Exercise brief:
Within the entries that follow, show each line where the word "Debug" occurs.

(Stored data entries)
━━━━

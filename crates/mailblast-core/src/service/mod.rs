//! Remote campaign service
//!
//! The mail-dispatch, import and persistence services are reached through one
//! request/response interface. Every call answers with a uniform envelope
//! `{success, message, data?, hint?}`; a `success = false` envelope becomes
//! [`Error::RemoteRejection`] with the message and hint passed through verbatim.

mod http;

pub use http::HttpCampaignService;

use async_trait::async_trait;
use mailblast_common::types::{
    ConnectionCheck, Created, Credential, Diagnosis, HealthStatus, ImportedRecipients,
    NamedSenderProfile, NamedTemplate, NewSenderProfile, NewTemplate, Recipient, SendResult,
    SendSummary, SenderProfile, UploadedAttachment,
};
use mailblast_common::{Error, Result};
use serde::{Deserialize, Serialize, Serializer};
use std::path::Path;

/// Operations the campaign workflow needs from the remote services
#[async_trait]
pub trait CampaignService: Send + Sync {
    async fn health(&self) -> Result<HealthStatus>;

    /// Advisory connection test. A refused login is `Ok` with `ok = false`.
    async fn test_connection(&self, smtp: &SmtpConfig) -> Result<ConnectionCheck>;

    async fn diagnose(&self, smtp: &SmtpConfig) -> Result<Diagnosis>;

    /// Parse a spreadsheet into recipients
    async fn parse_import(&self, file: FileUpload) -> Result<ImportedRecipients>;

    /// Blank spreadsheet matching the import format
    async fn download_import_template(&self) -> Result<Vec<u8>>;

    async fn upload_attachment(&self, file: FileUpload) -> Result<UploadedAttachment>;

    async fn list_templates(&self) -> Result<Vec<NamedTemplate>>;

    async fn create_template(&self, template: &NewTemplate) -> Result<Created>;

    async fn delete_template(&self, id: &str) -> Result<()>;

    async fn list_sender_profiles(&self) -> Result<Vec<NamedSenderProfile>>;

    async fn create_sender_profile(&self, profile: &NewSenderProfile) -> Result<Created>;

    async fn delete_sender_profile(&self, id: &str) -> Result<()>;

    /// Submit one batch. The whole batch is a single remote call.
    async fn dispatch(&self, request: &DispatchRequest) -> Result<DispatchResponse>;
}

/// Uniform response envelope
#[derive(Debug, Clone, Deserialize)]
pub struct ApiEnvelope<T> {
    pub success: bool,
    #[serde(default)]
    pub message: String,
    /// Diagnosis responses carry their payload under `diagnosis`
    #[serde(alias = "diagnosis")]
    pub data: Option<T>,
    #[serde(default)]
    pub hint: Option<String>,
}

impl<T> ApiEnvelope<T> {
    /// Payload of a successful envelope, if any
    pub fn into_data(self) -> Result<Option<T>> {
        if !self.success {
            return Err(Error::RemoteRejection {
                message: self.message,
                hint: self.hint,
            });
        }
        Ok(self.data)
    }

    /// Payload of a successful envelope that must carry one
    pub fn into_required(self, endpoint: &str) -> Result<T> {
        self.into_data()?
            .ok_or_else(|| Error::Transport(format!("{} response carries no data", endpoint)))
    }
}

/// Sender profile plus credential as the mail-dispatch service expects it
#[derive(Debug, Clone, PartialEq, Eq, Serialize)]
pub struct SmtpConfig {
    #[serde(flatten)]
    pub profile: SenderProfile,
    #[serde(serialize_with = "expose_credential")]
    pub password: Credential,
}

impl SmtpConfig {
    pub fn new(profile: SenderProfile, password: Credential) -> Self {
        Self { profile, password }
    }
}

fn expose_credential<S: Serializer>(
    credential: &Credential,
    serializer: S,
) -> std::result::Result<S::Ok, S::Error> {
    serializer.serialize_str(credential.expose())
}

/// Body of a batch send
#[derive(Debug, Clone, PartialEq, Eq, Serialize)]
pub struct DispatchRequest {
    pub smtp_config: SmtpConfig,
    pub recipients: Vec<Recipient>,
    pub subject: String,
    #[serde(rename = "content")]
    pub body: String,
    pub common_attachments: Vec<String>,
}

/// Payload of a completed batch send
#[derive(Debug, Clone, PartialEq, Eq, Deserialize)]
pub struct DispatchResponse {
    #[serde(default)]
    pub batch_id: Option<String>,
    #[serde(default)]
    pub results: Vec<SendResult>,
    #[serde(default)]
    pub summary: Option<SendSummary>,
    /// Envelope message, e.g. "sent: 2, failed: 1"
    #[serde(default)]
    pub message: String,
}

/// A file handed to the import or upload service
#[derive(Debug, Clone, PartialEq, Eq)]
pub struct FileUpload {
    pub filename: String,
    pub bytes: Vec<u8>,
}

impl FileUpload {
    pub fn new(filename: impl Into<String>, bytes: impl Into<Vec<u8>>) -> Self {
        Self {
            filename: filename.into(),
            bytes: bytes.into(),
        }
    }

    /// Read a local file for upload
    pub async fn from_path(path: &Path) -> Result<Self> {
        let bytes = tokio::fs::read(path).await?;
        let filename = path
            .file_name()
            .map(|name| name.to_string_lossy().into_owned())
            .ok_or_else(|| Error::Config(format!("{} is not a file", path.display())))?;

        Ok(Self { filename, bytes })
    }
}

━━━━

Answer to the problem:
#[derive(Debug, Clone, Deserialize)]
#[derive(Debug, Clone, PartialEq, Eq, Serialize)]
#[derive(Debug, Clone, PartialEq, Eq, Serialize)]
#[derive(Debug, Clone, PartialEq, Eq, Deserialize)]
#[derive(Debug, Clone, PartialEq, Eq)]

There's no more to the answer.